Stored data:
Start of Block
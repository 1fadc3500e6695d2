//! The coordinator loop.
//!
//! One coordinator task owns the notion of the current task. It alone reads
//! the console line stream and decides which task observes each line, so
//! console ownership is structural: a new task is only read from the
//! admission queue while no task is current.

use std::time::Duration;

use tokio::sync::{broadcast, mpsc, oneshot};
use tokio_util::sync::CancellationToken;
use tracing::{debug, info, warn};
use uuid::Uuid;

use crate::models::ConsoleLine;
use crate::supervisor::task::{Task, TaskStep};

/// Log target for server console output.
pub const CONSOLE_TARGET: &str = "minecloud_wrapper::console";

/// How long output is still routed after the process exited.
///
/// A grandchild that inherited the pipes can keep them open indefinitely.
pub const DRAIN_TIMEOUT: Duration = Duration::from_secs(2);

/// A task waiting to be admitted, with the signal that tells its submitter
/// admission happened.
pub(crate) struct Admission {
    pub(crate) task: Box<dyn Task>,
    pub(crate) admitted: oneshot::Sender<()>,
}

/// The task currently owning console output.
struct Current {
    task: Box<dyn Task>,
    id: Uuid,
}

pub(crate) struct Coordinator {
    initial: Option<Box<dyn Task>>,
    current: Option<Current>,
    lines: mpsc::UnboundedReceiver<String>,
    admissions: mpsc::Receiver<Admission>,
    terminated: CancellationToken,
    observers: broadcast::Sender<ConsoleLine>,
}

impl Coordinator {
    pub(crate) fn new(
        initial: Box<dyn Task>,
        lines: mpsc::UnboundedReceiver<String>,
        admissions: mpsc::Receiver<Admission>,
        terminated: CancellationToken,
        observers: broadcast::Sender<ConsoleLine>,
    ) -> Self {
        Self {
            initial: Some(initial),
            current: None,
            lines,
            admissions,
            terminated,
            observers,
        }
    }

    /// Run until the server terminates.
    ///
    /// Each iteration waits on, in priority order: the next console line, the
    /// terminal signal, and (only while no task is current) the next
    /// admission. Lines are therefore always drained before a new task is
    /// admitted.
    pub(crate) async fn run(mut self) {
        if let Some(initial) = self.initial.take() {
            self.install(initial, Uuid::new_v4()).await;
        }

        let mut lines_open = true;
        let mut admissions_open = true;

        loop {
            tokio::select! {
                biased;

                line = self.lines.recv(), if lines_open => match line {
                    Some(line) => self.route(line).await,
                    None => {
                        debug!("console streams closed");
                        lines_open = false;
                    }
                },

                () = self.terminated.cancelled() => {
                    if lines_open {
                        self.drain().await;
                    }
                    break;
                }

                admission = self.admissions.recv(), if admissions_open && self.current.is_none() => {
                    match admission {
                        Some(admission) => self.admit(admission).await,
                        None => {
                            debug!("every supervisor handle dropped, no further admissions");
                            admissions_open = false;
                        }
                    }
                }
            }
        }

        self.shut_down();
    }

    /// Hand `line` to the current task, then log and publish it.
    async fn route(&mut self, line: String) {
        let owner = match self.current.as_mut() {
            Some(current) => {
                let name = current.task.name();
                if current.task.on_output(&line).await == TaskStep::Done {
                    debug!(task = name, task_id = %current.id, "task released the console");
                    self.current = None;
                }
                Some(name)
            }
            None => None,
        };

        info!(target: CONSOLE_TARGET, owner = owner.unwrap_or("none"), "{line}");

        // No subscribers is the common case.
        let _ = self.observers.send(ConsoleLine { text: line, owner });
    }

    /// Route the output the process wrote before exiting, until both streams
    /// reach EOF or [`DRAIN_TIMEOUT`] elapses.
    async fn drain(&mut self) {
        let deadline = tokio::time::sleep(DRAIN_TIMEOUT);
        tokio::pin!(deadline);

        loop {
            tokio::select! {
                biased;

                line = self.lines.recv() => match line {
                    Some(line) => self.route(line).await,
                    None => {
                        debug!("console streams drained after exit");
                        return;
                    }
                },

                () = &mut deadline => {
                    warn!(
                        timeout = ?DRAIN_TIMEOUT,
                        "console streams still open after exit, dropping further output"
                    );
                    return;
                }
            }
        }
    }

    async fn admit(&mut self, admission: Admission) {
        let Admission { task, admitted } = admission;
        let id = Uuid::new_v4();

        info!(task = task.name(), task_id = %id, "task admitted");
        if admitted.send(()).is_err() {
            debug!(task = task.name(), task_id = %id, "submitter stopped waiting; running task anyway");
        }

        self.install(task, id).await;
    }

    /// Run `task`'s init step and make it current unless it already finished.
    async fn install(&mut self, mut task: Box<dyn Task>, id: Uuid) {
        match task.init().await {
            TaskStep::Done => {
                debug!(task = task.name(), task_id = %id, "task completed during init");
            }
            TaskStep::Continue => {
                self.current = Some(Current { task, id });
            }
        }
    }

    /// Give the current task its termination callback and reject everything
    /// still queued.
    fn shut_down(mut self) {
        if let Some(mut current) = self.current.take() {
            let name = current.task.name();
            if current.task.on_terminate() {
                debug!(task = name, task_id = %current.id, "task handled server termination");
            } else {
                warn!(
                    task = name,
                    task_id = %current.id,
                    "server terminated while task was current; abandoning it"
                );
            }
        }

        self.admissions.close();
        while let Ok(admission) = self.admissions.try_recv() {
            warn!(task = admission.task.name(), "dropping queued task, server is not running");
        }

        info!("supervisor loop finished");
    }
}
//! HTTP control surface.
//!
//! Thin request/response wrappers over [`Supervisor`](crate::Supervisor)
//! operations; no state of their own.

pub mod server;

pub use server::{bind, router, serve};
//! Stop the server.

use tracing::info;

use crate::console::Console;
use crate::supervisor::task::{result_channel, ResultSlot, StepFuture, Task, TaskHandle, TaskStep};

/// Console command that shuts the server down.
pub const STOP_COMMAND: &str = "stop";

/// Sends `stop` and succeeds when the server process exits.
///
/// The task never looks for a textual confirmation: process exit is the
/// success signal, delivered from [`Task::on_terminate`].
#[derive(Debug)]
pub struct StopTask {
    console: Console,
    result: ResultSlot,
}

impl StopTask {
    /// Create the task and the handle its outcome is delivered to.
    #[must_use]
    pub fn new(console: Console) -> (Self, TaskHandle) {
        let (result, handle) = result_channel("StopTask");
        (Self { console, result }, handle)
    }
}

impl Task for StopTask {
    fn name(&self) -> &'static str {
        "StopTask"
    }

    fn init(&mut self) -> StepFuture<'_> {
        Box::pin(async move {
            match self.console.send(STOP_COMMAND).await {
                Ok(()) => {
                    info!("stop requested, waiting for server exit");
                    TaskStep::Continue
                }
                Err(err) => {
                    self.result.deliver(Err(err));
                    TaskStep::Done
                }
            }
        })
    }

    fn on_output<'a>(&'a mut self, _line: &'a str) -> StepFuture<'a> {
        Box::pin(async { TaskStep::Continue })
    }

    fn on_terminate(&mut self) -> bool {
        self.result.deliver(Ok(()));
        true
    }
}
End of Block
**What you should do**
The full set of entries above has to be restated exactly.

**Solved exercise**
repository 1fadc3500e6695d2
//! The coordinator loop.
//!
//! One coordinator task owns the notion of the current task. It alone reads
//! the console line stream and decides which task observes each line, so
//! console ownership is structural: a new task is only read from the
//! admission queue while no task is current.

use std::time::Duration;

use tokio::sync::{broadcast, mpsc, oneshot};
use tokio_util::sync::CancellationToken;
use tracing::{debug, info, warn};
use uuid::Uuid;

use crate::models::ConsoleLine;
use crate::supervisor::task::{Task, TaskStep};

/// Log target for server console output.
pub const CONSOLE_TARGET: &str = "minecloud_wrapper::console";

/// How long output is still routed after the process exited.
///
/// A grandchild that inherited the pipes can keep them open indefinitely.
pub const DRAIN_TIMEOUT: Duration = Duration::from_secs(2);

/// A task waiting to be admitted, with the signal that tells its submitter
/// admission happened.
pub(crate) struct Admission {
    pub(crate) task: Box<dyn Task>,
    pub(crate) admitted: oneshot::Sender<()>,
}

/// The task currently owning console output.
struct Current {
    task: Box<dyn Task>,
    id: Uuid,
}

pub(crate) struct Coordinator {
    initial: Option<Box<dyn Task>>,
    current: Option<Current>,
    lines: mpsc::UnboundedReceiver<String>,
    admissions: mpsc::Receiver<Admission>,
    terminated: CancellationToken,
    observers: broadcast::Sender<ConsoleLine>,
}

impl Coordinator {
    pub(crate) fn new(
        initial: Box<dyn Task>,
        lines: mpsc::UnboundedReceiver<String>,
        admissions: mpsc::Receiver<Admission>,
        terminated: CancellationToken,
        observers: broadcast::Sender<ConsoleLine>,
    ) -> Self {
        Self {
            initial: Some(initial),
            current: None,
            lines,
            admissions,
            terminated,
            observers,
        }
    }

    /// Run until the server terminates.
    ///
    /// Each iteration waits on, in priority order: the next console line, the
    /// terminal signal, and (only while no task is current) the next
    /// admission. Lines are therefore always drained before a new task is
    /// admitted.
    pub(crate) async fn run(mut self) {
        if let Some(initial) = self.initial.take() {
            self.install(initial, Uuid::new_v4()).await;
        }

        let mut lines_open = true;
        let mut admissions_open = true;

        loop {
            tokio::select! {
                biased;

                line = self.lines.recv(), if lines_open => match line {
                    Some(line) => self.route(line).await,
                    None => {
                        debug!("console streams closed");
                        lines_open = false;
                    }
                },

                () = self.terminated.cancelled() => {
                    if lines_open {
                        self.drain().await;
                    }
                    break;
                }

                admission = self.admissions.recv(), if admissions_open && self.current.is_none() => {
                    match admission {
                        Some(admission) => self.admit(admission).await,
                        None => {
                            debug!("every supervisor handle dropped, no further admissions");
                            admissions_open = false;
                        }
                    }
                }
            }
        }

        self.shut_down();
    }

    /// Hand `line` to the current task, then log and publish it.
    async fn route(&mut self, line: String) {
        let owner = match self.current.as_mut() {
            Some(current) => {
                let name = current.task.name();
                if current.task.on_output(&line).await == TaskStep::Done {
                    debug!(task = name, task_id = %current.id, "task released the console");
                    self.current = None;
                }
                Some(name)
            }
            None => None,
        };

        info!(target: CONSOLE_TARGET, owner = owner.unwrap_or("none"), "{line}");

        // No subscribers is the common case.
        let _ = self.observers.send(ConsoleLine { text: line, owner });
    }

    /// Route the output the process wrote before exiting, until both streams
    /// reach EOF or [`DRAIN_TIMEOUT`] elapses.
    async fn drain(&mut self) {
        let deadline = tokio::time::sleep(DRAIN_TIMEOUT);
        tokio::pin!(deadline);

        loop {
            tokio::select! {
                biased;

                line = self.lines.recv() => match line {
                    Some(line) => self.route(line).await,
                    None => {
                        debug!("console streams drained after exit");
                        return;
                    }
                },

                () = &mut deadline => {
                    warn!(
                        timeout = ?DRAIN_TIMEOUT,
                        "console streams still open after exit, dropping further output"
                    );
                    return;
                }
            }
        }
    }

    async fn admit(&mut self, admission: Admission) {
        let Admission { task, admitted } = admission;
        let id = Uuid::new_v4();

        info!(task = task.name(), task_id = %id, "task admitted");
        if admitted.send(()).is_err() {
            debug!(task = task.name(), task_id = %id, "submitter stopped waiting; running task anyway");
        }

        self.install(task, id).await;
    }

    /// Run `task`'s init step and make it current unless it already finished.
    async fn install(&mut self, mut task: Box<dyn Task>, id: Uuid) {
        match task.init().await {
            TaskStep::Done => {
                debug!(task = task.name(), task_id = %id, "task completed during init");
            }
            TaskStep::Continue => {
                self.current = Some(Current { task, id });
            }
        }
    }

    /// Give the current task its termination callback and reject everything
    /// still queued.
    fn shut_down(mut self) {
        if let Some(mut current) = self.current.take() {
            let name = current.task.name();
            if current.task.on_terminate() {
                debug!(task = name, task_id = %current.id, "task handled server termination");
            } else {
                warn!(
                    task = name,
                    task_id = %current.id,
                    "server terminated while task was current; abandoning it"
                );
            }
        }

        self.admissions.close();
        while let Ok(admission) = self.admissions.try_recv() {
            warn!(task = admission.task.name(), "dropping queued task, server is not running");
        }

        info!("supervisor loop finished");
    }
}
//! HTTP control surface.
//!
//! Thin request/response wrappers over [`Supervisor`](crate::Supervisor)
//! operations; no state of their own.

pub mod server;

pub use server::{bind, router, serve};
//! Stop the server.

use tracing::info;

use crate::console::Console;
use crate::supervisor::task::{result_channel, ResultSlot, StepFuture, Task, TaskHandle, TaskStep};

/// Console command that shuts the server down.
pub const STOP_COMMAND: &str = "stop";

/// Sends `stop` and succeeds when the server process exits.
///
/// The task never looks for a textual confirmation: process exit is the
/// success signal, delivered from [`Task::on_terminate`].
#[derive(Debug)]
pub struct StopTask {
    console: Console,
    result: ResultSlot,
}

impl StopTask {
    /// Create the task and the handle its outcome is delivered to.
    #[must_use]
    pub fn new(console: Console) -> (Self, TaskHandle) {
        let (result, handle) = result_channel("StopTask");
        (Self { console, result }, handle)
    }
}

impl Task for StopTask {
    fn name(&self) -> &'static str {
        "StopTask"
    }

    fn init(&mut self) -> StepFuture<'_> {
        Box::pin(async move {
            match self.console.send(STOP_COMMAND).await {
                Ok(()) => {
                    info!("stop requested, waiting for server exit");
                    TaskStep::Continue
                }
                Err(err) => {
                    self.result.deliver(Err(err));
                    TaskStep::Done
                }
            }
        })
    }

    fn on_output<'a>(&'a mut self, _line: &'a str) -> StepFuture<'a> {
        Box::pin(async { TaskStep::Continue })
    }

    fn on_terminate(&mut self) -> bool {
        self.result.deliver(Ok(()));
        true
    }
}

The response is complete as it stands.